In the entries that follow, the line with "fn parse_concat(&mut self)" opens the range and the line with "let rhs = self.parse_sum()?;" closes it; repeat that range exactly, both lines included.

***** Material to process *****

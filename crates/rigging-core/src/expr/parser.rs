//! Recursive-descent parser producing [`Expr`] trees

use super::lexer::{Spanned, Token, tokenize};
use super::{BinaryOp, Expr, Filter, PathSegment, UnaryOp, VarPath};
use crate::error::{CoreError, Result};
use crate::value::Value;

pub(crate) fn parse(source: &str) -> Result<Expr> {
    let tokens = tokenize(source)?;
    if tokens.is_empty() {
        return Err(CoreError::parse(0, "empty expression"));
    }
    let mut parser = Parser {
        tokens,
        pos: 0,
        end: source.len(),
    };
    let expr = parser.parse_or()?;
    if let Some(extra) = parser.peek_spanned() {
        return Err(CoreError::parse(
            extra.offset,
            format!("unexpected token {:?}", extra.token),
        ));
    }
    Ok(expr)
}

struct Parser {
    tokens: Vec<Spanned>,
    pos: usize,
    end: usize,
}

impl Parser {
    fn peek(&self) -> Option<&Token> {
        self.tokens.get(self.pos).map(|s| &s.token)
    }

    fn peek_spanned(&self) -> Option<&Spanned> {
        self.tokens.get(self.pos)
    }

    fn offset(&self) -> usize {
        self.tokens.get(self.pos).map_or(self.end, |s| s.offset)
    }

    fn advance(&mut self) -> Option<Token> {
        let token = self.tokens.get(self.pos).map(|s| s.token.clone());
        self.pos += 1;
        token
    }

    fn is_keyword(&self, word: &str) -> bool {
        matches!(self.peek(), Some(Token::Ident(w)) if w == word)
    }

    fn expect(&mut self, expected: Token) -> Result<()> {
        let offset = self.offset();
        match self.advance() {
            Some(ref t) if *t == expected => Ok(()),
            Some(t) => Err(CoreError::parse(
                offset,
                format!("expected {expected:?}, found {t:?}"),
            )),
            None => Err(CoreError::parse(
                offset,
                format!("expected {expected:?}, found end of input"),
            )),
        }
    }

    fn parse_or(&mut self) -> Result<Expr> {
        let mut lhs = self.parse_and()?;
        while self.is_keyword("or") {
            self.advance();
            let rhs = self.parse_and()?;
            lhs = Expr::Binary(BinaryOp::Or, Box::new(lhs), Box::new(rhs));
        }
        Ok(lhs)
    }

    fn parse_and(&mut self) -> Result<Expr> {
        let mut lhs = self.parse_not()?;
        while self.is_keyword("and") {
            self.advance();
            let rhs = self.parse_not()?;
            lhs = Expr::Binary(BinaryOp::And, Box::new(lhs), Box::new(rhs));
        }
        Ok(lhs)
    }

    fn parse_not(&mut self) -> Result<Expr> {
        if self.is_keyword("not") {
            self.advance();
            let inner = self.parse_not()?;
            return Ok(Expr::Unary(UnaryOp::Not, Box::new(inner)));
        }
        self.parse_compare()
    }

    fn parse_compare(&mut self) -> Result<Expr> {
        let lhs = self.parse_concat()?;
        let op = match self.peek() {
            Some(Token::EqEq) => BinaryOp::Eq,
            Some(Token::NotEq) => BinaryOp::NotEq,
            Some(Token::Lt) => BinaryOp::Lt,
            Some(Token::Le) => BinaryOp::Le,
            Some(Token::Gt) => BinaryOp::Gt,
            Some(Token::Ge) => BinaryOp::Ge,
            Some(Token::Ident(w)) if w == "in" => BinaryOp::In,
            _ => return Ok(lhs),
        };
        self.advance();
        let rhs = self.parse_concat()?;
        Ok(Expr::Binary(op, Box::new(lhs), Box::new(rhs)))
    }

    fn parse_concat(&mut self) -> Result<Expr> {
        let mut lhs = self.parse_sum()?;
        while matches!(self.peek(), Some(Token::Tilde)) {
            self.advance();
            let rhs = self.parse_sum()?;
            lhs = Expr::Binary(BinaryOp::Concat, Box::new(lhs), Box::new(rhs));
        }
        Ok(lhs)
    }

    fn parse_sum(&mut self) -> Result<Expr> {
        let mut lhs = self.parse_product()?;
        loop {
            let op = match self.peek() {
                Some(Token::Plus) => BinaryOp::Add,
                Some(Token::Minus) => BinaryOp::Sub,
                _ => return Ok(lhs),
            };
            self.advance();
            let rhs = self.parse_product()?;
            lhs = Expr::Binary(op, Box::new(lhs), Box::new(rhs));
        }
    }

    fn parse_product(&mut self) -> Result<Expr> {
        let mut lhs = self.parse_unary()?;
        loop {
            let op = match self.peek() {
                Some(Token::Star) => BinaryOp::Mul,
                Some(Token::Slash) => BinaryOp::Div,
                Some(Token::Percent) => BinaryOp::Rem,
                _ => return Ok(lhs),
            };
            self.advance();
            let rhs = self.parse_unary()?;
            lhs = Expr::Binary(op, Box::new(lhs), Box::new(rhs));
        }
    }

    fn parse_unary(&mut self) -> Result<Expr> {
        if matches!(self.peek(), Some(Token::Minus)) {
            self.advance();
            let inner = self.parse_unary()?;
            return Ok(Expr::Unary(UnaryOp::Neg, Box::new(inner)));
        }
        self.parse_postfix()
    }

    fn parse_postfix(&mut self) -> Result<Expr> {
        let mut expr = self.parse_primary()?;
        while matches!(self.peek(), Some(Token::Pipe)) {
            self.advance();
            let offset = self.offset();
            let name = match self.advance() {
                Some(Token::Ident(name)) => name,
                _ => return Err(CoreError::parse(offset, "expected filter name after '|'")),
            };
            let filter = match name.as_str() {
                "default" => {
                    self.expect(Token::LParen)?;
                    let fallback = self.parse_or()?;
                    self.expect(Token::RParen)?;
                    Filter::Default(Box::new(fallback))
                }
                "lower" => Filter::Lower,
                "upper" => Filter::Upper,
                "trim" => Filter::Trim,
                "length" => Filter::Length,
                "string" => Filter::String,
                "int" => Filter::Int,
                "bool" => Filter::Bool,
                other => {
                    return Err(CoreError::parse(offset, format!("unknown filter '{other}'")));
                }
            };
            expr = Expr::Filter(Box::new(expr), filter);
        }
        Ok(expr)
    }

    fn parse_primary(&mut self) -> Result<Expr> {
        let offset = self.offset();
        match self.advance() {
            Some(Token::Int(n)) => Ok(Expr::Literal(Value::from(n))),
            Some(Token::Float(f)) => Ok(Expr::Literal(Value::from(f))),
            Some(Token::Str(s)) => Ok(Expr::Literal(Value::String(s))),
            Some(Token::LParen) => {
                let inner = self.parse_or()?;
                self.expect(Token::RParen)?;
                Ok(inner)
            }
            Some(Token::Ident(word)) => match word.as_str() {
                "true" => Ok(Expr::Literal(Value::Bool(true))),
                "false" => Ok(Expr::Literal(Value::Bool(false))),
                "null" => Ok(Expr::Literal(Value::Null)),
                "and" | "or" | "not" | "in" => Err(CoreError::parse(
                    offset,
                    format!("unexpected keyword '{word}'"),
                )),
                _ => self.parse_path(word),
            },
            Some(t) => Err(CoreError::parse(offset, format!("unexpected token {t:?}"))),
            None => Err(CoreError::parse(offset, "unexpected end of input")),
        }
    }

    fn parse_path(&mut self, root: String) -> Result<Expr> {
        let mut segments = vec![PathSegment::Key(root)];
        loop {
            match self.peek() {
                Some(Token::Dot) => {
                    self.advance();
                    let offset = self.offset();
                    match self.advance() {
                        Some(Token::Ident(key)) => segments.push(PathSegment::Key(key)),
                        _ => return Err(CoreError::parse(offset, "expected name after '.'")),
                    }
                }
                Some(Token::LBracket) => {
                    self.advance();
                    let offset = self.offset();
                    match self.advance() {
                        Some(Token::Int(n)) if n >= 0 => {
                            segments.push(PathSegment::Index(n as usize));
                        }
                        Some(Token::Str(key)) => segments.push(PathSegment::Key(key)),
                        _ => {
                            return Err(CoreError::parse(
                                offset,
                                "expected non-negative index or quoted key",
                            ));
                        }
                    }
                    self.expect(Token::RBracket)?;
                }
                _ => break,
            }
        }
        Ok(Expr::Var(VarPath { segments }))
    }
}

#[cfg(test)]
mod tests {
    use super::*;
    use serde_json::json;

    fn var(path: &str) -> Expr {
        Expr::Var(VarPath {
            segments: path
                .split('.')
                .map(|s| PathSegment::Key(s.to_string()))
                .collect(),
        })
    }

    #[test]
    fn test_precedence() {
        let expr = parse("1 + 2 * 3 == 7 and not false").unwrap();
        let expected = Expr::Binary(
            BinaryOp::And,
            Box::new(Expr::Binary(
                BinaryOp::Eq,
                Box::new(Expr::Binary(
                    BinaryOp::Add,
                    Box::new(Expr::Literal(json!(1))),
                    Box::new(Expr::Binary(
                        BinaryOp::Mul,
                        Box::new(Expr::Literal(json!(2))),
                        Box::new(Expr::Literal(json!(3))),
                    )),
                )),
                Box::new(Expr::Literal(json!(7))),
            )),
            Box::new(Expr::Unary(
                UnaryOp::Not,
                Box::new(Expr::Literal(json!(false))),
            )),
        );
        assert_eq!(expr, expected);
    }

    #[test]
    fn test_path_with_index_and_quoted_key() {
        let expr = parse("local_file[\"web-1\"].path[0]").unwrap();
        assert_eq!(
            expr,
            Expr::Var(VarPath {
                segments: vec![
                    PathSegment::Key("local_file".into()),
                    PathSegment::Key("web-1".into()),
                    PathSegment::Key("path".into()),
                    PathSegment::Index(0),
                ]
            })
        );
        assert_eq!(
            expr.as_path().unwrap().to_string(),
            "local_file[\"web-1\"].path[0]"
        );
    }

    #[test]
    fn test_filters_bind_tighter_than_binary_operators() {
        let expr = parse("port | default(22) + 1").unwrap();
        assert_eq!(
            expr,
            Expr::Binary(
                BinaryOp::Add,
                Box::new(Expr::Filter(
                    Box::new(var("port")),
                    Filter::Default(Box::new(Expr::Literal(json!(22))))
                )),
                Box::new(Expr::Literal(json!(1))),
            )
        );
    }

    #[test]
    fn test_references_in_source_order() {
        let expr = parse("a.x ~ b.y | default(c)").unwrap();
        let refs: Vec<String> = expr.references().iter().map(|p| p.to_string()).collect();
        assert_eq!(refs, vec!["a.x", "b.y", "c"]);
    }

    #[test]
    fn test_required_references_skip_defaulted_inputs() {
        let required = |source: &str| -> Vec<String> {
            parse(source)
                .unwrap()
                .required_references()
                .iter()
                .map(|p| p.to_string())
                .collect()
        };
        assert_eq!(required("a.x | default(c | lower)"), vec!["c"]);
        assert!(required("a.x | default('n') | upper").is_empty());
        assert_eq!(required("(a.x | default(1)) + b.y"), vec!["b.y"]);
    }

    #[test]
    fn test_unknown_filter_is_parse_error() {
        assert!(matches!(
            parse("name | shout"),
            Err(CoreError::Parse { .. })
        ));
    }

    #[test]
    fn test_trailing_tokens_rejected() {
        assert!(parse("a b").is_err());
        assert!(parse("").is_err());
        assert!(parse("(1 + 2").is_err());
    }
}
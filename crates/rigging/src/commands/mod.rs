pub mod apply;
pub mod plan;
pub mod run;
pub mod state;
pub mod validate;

*****

*Task output:*
    fn parse_concat(&mut self) -> Result<Expr> {
        let mut lhs = self.parse_sum()?;
        while matches!(self.peek(), Some(Token::Tilde)) {
            self.advance();
            let rhs = self.parse_sum()?;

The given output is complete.